What you will do
Look below for the line containing "before this call"; from there through the line containing "Down is only", both lines included, please set down each line exactly and nothing else.

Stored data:
* * * * *

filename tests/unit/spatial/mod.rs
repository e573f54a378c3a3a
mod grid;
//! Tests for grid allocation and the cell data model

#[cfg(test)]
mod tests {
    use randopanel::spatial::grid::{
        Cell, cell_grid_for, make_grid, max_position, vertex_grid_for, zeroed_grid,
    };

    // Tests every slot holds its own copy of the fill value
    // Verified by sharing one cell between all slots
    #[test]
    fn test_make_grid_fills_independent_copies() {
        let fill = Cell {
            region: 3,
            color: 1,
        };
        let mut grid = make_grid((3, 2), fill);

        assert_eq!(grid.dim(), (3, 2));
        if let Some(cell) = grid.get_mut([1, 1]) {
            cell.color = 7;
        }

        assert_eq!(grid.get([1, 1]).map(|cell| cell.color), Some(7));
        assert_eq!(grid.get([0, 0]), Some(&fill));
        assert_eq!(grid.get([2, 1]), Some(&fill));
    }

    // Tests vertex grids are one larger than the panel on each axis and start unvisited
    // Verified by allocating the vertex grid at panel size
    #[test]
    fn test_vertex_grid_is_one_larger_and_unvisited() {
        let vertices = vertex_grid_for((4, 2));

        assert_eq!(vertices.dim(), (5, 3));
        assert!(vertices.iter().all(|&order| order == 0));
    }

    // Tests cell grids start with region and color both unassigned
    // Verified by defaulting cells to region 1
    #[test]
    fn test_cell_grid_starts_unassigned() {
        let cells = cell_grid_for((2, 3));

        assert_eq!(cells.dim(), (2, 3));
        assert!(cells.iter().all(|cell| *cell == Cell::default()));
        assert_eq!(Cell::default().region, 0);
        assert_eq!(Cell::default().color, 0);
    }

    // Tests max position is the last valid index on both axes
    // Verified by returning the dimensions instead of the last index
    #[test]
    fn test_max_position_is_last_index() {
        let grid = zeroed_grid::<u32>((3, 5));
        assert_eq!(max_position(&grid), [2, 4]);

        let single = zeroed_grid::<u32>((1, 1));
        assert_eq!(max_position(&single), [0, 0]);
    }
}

* * * * *

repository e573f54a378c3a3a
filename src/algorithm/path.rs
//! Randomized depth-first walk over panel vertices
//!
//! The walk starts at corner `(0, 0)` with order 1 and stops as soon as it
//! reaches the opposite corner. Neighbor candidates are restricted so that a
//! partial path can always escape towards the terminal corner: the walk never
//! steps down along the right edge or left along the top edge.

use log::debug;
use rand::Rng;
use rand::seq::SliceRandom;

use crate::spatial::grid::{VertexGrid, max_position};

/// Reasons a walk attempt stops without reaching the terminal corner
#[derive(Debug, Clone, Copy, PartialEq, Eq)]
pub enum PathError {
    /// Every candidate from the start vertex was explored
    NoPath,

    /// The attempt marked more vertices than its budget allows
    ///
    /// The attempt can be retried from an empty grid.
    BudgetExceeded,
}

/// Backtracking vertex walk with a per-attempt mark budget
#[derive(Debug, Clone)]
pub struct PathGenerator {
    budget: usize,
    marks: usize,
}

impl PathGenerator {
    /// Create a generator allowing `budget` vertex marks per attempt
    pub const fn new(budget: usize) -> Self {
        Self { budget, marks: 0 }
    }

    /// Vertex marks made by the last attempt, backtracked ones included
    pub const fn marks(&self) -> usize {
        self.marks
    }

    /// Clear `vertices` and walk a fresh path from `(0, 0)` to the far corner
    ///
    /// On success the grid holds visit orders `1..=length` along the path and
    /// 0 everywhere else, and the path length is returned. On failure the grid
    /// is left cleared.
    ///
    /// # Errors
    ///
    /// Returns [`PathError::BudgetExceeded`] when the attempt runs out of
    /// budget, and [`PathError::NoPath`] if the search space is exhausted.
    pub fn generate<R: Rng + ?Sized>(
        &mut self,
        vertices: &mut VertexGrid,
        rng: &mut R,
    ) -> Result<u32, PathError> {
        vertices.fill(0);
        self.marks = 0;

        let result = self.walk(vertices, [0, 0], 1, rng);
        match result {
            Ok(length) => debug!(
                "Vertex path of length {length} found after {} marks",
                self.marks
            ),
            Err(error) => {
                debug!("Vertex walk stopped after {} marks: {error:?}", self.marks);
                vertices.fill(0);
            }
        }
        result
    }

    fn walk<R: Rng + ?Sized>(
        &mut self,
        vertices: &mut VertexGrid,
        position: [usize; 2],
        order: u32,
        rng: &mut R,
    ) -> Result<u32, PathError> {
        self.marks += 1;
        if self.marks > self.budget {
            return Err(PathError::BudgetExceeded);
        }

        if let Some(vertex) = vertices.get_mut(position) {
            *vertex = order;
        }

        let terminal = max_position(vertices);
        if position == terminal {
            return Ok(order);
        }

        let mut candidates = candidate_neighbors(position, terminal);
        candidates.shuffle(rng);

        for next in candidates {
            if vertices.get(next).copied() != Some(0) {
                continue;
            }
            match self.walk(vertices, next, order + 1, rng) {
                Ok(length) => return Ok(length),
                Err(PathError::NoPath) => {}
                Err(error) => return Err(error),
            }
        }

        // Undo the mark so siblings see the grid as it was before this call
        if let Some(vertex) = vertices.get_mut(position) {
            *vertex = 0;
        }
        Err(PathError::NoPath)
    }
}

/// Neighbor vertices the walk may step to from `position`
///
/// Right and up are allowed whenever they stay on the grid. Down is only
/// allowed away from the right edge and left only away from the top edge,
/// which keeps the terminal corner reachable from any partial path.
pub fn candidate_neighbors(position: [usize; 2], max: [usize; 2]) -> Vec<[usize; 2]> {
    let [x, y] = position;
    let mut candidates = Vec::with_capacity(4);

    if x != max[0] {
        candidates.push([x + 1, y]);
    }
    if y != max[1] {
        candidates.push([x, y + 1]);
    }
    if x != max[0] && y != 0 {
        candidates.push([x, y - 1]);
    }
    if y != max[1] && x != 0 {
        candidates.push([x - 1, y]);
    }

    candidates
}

* * * * *

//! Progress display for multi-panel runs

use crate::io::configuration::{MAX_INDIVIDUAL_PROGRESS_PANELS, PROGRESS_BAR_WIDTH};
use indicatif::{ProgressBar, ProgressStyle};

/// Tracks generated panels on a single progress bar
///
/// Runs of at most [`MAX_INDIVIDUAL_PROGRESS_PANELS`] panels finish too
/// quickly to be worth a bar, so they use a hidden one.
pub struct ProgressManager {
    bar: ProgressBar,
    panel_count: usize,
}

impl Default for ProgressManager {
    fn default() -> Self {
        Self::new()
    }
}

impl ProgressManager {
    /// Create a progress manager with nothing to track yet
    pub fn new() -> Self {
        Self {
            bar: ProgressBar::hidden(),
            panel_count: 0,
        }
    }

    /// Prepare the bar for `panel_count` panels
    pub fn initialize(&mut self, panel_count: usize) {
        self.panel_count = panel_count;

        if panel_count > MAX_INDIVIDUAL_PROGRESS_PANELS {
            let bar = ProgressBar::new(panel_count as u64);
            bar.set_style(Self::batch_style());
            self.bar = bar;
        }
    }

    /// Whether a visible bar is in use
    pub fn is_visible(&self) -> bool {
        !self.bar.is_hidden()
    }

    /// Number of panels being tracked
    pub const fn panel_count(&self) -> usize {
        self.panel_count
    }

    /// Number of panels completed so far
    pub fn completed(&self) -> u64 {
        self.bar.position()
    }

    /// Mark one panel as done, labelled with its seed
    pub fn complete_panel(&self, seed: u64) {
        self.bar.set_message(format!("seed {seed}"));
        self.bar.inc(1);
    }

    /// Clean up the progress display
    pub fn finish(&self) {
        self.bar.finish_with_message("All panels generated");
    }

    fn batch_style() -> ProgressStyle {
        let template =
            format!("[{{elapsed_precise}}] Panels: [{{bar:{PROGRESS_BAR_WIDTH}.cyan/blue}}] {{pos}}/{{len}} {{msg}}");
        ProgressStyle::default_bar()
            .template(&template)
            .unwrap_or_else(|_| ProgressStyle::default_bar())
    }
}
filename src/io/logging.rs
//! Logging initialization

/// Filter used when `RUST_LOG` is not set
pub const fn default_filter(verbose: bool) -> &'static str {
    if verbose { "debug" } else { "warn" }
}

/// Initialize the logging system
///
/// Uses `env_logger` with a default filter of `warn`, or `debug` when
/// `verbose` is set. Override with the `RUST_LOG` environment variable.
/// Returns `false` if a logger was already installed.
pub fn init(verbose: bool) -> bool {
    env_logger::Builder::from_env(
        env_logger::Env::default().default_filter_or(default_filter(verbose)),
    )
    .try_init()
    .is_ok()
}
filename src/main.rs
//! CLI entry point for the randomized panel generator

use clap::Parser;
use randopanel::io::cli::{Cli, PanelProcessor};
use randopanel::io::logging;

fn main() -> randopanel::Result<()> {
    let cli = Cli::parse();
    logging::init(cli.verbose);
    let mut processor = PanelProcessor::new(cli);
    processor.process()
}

* * * * *

Written solution
        // Undo the mark so siblings see the grid as it was before this call
        if let Some(vertex) = vertices.get_mut(position) {
            *vertex = 0;
        }
        Err(PathError::NoPath)
    }
}

/// Neighbor vertices the walk may step to from `position`
///
/// Right and up are allowed whenever they stay on the grid. Down is only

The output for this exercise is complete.